-------- DATASET EXTRACT

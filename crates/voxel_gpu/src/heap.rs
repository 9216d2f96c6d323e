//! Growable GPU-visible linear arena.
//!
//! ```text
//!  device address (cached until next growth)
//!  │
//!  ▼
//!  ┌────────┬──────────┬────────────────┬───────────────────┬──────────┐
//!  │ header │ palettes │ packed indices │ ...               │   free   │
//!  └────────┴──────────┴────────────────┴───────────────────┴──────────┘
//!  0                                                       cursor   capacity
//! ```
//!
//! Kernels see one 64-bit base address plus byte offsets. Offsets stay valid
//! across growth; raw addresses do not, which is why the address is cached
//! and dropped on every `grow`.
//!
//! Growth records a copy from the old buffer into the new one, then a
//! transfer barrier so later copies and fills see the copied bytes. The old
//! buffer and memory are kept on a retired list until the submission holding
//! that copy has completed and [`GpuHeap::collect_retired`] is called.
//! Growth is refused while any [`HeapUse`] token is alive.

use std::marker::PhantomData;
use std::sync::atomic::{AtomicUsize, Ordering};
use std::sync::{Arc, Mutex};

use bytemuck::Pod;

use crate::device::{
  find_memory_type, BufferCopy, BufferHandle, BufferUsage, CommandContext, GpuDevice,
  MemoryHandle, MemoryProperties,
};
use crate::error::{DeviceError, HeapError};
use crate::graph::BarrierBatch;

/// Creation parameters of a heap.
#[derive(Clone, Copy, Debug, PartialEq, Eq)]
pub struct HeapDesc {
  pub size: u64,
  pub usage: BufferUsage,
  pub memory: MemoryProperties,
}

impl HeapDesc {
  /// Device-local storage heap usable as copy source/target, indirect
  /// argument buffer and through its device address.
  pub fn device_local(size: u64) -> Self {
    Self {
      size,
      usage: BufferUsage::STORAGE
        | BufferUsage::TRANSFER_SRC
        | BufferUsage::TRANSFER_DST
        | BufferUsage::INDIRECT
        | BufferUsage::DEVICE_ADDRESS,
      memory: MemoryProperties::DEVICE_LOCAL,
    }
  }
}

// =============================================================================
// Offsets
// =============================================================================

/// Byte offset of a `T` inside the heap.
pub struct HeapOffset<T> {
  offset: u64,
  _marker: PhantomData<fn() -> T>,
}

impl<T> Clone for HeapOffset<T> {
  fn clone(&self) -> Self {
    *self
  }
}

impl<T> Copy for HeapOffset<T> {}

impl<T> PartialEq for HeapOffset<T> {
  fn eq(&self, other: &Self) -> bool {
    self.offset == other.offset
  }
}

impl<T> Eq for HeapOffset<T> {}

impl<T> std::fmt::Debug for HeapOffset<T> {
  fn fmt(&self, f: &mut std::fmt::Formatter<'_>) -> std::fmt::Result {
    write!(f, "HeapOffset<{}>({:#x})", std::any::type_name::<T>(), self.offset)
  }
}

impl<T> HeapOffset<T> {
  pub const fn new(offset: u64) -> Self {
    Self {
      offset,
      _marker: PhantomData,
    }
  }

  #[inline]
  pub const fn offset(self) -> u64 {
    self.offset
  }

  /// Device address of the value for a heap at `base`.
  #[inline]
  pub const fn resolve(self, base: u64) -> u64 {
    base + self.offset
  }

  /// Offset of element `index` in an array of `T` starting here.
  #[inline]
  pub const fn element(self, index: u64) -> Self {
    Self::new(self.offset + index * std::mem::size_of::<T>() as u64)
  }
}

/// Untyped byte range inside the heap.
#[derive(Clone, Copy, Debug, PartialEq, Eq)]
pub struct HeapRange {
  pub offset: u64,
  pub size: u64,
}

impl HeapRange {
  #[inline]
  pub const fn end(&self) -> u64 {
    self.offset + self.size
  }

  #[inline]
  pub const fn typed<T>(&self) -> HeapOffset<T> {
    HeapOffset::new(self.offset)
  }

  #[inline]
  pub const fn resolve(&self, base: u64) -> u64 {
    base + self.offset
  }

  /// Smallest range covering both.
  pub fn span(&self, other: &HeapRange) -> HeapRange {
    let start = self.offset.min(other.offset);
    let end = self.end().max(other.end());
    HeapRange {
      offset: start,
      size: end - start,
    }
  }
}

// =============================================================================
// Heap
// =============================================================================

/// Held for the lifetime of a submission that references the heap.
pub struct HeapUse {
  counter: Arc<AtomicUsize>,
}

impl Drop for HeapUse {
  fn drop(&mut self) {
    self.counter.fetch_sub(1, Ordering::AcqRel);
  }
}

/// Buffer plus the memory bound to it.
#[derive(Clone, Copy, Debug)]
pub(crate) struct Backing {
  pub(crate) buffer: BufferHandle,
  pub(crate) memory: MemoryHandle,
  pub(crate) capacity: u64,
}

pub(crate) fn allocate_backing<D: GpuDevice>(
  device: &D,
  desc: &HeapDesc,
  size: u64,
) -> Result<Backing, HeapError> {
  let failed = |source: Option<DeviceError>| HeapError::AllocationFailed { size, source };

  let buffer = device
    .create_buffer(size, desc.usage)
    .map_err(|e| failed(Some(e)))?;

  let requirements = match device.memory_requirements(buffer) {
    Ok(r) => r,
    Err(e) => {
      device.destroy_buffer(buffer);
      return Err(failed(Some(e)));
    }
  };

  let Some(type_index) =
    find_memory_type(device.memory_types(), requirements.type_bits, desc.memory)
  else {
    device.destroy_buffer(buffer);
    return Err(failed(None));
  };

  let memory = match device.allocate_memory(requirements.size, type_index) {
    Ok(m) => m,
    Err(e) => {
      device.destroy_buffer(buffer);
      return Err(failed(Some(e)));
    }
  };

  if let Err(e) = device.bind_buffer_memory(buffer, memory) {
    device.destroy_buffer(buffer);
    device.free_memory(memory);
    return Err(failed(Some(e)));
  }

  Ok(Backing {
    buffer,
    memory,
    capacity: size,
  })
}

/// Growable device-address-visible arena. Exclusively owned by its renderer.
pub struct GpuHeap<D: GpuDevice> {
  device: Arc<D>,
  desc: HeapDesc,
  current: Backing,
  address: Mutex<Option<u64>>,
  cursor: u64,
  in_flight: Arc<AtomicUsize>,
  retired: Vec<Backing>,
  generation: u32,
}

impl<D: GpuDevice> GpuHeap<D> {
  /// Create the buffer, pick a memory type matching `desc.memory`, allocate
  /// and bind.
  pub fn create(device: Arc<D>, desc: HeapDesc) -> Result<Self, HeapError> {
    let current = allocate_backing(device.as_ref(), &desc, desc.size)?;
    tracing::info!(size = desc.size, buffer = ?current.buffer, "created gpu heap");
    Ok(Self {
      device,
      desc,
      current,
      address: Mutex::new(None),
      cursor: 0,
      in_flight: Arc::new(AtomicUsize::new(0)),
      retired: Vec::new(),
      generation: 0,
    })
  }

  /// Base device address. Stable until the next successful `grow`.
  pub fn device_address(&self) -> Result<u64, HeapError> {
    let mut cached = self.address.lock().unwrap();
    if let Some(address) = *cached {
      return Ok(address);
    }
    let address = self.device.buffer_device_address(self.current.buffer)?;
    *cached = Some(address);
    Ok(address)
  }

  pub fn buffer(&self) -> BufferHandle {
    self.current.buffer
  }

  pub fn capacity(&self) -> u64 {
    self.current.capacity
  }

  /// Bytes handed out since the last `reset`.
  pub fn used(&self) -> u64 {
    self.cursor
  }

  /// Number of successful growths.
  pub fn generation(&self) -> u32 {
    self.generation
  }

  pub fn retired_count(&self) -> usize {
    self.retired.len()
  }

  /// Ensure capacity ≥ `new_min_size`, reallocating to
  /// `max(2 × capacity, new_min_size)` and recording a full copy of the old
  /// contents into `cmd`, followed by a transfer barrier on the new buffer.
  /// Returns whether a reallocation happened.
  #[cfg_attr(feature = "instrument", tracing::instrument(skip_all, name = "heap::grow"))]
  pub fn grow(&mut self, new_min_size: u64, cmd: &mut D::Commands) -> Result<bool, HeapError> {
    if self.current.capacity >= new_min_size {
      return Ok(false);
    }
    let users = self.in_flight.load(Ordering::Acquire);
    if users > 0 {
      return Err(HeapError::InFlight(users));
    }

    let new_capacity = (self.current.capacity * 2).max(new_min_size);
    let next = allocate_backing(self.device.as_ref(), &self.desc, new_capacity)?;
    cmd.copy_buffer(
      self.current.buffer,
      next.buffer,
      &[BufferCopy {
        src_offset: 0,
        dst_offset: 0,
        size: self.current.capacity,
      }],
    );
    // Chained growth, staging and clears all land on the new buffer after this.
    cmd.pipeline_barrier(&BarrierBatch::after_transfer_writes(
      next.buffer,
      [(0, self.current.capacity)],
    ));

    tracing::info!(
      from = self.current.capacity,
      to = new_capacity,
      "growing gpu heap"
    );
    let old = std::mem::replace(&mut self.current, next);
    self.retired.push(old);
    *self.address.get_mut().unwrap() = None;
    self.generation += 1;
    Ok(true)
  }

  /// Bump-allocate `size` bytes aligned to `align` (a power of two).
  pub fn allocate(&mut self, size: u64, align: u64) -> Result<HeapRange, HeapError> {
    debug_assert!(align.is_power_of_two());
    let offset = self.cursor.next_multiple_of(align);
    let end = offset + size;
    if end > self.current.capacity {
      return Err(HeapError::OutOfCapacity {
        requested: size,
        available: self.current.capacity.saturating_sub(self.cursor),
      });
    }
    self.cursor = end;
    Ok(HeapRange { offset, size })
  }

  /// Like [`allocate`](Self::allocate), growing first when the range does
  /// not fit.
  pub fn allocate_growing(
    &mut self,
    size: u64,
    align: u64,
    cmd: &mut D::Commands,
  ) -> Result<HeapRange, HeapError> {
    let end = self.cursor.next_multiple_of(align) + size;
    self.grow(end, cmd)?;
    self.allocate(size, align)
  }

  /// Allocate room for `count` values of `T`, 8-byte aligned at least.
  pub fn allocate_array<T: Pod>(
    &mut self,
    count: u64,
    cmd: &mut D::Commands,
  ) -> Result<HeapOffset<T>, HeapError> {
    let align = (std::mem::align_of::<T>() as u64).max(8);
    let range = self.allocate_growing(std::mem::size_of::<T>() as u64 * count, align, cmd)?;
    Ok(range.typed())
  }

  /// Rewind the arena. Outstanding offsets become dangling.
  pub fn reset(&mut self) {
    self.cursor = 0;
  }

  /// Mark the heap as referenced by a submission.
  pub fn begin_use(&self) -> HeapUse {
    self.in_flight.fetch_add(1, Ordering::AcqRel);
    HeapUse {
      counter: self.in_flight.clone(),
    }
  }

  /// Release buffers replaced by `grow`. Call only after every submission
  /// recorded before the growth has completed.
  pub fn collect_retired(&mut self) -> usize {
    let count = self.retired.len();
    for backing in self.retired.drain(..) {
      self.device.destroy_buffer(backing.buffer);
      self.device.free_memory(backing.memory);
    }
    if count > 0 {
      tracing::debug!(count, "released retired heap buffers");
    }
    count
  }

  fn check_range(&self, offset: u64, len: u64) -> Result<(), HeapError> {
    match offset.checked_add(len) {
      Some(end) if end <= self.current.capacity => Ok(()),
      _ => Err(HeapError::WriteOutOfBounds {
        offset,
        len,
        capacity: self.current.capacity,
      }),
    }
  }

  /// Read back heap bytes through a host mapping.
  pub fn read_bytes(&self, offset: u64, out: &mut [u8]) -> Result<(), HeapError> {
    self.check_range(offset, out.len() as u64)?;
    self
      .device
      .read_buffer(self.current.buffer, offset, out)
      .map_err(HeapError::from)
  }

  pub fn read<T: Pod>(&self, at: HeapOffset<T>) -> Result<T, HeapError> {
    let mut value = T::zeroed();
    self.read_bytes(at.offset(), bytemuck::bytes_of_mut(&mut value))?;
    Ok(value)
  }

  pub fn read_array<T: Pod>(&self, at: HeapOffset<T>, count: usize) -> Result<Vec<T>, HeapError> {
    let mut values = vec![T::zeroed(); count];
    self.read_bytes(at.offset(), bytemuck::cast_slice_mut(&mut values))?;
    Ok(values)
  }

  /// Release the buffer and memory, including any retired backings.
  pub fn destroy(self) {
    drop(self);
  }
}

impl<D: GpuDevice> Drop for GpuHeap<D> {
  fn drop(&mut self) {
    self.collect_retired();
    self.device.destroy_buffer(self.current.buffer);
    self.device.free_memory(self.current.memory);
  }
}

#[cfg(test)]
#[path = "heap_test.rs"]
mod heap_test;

----------------
-------- DATASET EXTRACT

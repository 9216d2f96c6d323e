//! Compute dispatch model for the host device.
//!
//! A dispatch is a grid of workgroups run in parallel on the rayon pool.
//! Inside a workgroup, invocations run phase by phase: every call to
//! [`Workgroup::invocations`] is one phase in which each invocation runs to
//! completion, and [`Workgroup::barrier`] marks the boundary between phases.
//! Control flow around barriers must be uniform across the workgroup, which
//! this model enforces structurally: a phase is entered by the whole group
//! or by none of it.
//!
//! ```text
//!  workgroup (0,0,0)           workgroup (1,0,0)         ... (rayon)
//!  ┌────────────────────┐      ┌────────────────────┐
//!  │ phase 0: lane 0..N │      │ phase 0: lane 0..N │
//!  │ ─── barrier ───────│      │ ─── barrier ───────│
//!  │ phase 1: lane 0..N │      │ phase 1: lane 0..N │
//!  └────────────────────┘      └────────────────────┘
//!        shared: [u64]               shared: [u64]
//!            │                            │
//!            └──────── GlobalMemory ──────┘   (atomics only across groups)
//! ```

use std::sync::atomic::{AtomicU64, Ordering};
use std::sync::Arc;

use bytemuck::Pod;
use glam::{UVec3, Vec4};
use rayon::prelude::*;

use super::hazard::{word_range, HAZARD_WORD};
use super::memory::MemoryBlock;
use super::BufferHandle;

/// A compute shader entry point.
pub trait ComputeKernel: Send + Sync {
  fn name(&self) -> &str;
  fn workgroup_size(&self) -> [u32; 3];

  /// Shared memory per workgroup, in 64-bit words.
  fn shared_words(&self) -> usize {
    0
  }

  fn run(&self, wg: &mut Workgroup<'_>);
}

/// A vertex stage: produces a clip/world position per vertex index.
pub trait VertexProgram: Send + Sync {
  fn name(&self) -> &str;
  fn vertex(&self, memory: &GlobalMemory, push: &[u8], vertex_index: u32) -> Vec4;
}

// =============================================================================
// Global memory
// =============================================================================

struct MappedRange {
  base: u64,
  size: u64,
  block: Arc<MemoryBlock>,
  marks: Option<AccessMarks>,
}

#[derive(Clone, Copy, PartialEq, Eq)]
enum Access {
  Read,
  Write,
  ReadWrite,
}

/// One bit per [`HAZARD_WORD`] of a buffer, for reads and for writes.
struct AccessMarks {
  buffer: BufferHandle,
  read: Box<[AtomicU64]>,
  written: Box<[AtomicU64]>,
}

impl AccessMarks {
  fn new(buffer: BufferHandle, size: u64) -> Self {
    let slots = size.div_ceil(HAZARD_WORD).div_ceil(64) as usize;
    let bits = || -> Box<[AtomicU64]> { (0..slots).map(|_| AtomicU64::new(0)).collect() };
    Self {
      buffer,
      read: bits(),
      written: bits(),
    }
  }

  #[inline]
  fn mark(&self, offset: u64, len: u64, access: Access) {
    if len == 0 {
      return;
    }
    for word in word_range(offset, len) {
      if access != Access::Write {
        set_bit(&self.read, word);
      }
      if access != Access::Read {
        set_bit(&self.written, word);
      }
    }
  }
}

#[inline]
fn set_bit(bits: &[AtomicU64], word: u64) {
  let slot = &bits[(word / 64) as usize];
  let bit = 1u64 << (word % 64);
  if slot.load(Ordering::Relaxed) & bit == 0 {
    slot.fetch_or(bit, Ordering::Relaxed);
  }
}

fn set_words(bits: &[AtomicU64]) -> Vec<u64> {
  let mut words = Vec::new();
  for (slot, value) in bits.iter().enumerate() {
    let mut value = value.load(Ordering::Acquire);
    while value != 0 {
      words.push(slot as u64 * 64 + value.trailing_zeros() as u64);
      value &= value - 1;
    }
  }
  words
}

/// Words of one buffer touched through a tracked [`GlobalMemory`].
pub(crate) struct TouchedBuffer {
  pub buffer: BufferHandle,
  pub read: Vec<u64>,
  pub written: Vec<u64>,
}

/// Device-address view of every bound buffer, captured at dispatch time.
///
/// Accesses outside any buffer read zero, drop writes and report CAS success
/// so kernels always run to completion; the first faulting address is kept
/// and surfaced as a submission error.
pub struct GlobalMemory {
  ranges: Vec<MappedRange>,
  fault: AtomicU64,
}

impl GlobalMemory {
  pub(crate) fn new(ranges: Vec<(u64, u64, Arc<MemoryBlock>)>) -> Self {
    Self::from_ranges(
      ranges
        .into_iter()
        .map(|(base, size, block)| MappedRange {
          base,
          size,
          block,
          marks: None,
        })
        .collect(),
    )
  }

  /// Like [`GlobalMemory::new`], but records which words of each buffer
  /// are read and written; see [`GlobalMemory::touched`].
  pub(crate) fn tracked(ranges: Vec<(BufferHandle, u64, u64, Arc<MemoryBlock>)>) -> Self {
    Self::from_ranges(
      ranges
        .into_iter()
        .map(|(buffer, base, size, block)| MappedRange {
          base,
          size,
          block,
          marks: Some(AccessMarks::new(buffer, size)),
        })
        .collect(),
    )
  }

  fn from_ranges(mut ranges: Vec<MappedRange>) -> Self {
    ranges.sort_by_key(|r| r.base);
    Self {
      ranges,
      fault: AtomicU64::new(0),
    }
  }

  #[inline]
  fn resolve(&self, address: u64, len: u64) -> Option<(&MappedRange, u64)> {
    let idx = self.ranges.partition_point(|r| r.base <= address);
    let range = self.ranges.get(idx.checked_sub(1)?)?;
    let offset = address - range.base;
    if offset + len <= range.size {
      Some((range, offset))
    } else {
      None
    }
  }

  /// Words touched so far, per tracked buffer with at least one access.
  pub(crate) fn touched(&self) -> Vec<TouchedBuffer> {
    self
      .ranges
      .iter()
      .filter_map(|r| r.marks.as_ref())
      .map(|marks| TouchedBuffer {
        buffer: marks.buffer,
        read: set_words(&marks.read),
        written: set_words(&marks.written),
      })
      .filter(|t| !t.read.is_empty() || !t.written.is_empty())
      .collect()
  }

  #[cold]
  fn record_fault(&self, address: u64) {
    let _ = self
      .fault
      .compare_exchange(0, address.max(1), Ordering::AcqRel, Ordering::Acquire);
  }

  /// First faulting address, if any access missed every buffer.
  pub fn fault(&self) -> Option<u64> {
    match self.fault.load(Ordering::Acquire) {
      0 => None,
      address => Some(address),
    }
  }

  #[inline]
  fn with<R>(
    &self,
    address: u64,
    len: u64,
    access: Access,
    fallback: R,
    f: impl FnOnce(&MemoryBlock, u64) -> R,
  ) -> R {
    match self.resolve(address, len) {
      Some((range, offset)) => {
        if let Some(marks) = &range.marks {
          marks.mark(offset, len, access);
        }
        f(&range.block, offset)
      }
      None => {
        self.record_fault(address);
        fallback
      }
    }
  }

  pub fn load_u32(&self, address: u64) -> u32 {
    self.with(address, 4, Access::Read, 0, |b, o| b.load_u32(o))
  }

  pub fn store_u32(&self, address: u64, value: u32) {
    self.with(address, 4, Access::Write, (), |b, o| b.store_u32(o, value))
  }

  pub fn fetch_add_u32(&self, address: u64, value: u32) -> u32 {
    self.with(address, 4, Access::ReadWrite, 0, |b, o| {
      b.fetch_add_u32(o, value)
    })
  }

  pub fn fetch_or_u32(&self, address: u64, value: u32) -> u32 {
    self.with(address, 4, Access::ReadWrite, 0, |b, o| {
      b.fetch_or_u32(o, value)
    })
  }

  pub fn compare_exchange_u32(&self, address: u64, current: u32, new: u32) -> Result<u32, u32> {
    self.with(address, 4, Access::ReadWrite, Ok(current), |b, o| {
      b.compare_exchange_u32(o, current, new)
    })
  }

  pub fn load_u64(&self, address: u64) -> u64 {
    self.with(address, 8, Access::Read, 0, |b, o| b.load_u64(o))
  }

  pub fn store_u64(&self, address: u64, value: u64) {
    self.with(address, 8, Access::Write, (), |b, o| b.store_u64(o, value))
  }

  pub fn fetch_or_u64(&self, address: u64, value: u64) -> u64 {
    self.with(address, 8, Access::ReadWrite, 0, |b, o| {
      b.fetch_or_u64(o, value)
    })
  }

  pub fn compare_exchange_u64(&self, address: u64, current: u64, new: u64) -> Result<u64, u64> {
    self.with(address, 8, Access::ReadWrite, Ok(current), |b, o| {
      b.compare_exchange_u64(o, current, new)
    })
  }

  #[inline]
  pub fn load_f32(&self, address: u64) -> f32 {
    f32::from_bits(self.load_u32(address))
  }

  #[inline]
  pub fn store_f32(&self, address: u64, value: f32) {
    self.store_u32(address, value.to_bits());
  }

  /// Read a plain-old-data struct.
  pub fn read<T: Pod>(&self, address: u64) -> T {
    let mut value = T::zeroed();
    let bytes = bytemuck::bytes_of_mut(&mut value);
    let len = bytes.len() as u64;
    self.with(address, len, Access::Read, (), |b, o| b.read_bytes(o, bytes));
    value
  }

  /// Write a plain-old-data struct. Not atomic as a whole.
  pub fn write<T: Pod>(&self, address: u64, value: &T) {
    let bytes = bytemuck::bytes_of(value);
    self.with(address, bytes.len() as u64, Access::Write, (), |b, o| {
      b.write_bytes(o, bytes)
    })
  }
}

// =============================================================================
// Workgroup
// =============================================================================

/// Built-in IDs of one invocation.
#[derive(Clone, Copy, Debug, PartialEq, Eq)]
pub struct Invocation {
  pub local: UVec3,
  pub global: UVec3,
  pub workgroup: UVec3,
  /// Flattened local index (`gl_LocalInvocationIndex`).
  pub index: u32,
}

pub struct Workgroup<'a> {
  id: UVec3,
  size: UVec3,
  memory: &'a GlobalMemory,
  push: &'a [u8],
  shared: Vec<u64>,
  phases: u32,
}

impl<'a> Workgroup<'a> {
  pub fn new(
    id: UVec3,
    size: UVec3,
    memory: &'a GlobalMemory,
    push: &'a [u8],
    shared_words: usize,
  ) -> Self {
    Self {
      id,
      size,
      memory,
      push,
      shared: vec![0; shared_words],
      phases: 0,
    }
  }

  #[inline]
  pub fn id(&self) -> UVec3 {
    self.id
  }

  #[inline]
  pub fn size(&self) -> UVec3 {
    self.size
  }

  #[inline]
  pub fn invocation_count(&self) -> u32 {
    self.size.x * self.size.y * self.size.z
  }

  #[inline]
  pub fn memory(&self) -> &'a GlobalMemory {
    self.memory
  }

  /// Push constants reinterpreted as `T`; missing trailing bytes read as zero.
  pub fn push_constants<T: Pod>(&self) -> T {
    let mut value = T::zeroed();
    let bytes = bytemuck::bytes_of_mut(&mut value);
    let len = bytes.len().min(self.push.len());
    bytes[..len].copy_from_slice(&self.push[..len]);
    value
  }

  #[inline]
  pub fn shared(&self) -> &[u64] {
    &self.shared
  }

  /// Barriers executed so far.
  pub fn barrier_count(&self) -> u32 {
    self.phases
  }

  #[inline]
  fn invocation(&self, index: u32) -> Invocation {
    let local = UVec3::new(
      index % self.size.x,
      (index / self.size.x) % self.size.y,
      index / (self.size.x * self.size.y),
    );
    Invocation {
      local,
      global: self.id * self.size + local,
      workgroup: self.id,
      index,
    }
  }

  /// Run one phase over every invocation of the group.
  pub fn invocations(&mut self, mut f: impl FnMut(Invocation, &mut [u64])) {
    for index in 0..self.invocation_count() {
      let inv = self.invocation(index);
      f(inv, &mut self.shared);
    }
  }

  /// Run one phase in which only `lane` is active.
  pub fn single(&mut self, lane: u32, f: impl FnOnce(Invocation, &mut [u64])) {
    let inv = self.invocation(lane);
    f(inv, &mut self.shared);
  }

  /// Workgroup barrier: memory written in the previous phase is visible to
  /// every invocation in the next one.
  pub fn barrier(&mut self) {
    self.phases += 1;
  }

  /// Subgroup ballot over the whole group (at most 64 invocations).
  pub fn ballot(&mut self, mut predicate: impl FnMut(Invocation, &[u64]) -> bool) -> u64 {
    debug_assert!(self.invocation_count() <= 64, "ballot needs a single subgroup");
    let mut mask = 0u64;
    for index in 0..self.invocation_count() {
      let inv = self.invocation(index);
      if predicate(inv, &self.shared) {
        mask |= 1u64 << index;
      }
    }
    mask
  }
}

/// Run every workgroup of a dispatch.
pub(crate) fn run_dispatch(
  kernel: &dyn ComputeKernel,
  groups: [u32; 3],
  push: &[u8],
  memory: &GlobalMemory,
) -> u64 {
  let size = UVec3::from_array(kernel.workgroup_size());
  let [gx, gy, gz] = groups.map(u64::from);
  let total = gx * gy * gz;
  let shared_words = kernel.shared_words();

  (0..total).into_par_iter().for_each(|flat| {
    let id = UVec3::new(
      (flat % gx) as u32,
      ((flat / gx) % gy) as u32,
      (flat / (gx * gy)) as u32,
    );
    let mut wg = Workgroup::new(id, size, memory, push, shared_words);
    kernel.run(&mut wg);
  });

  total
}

----------------

EXERCISE PROMPT: Looking at the records above, in how many lines does the word "while" occur? Reply with the number alone.

REPLY TO THE TASK: 2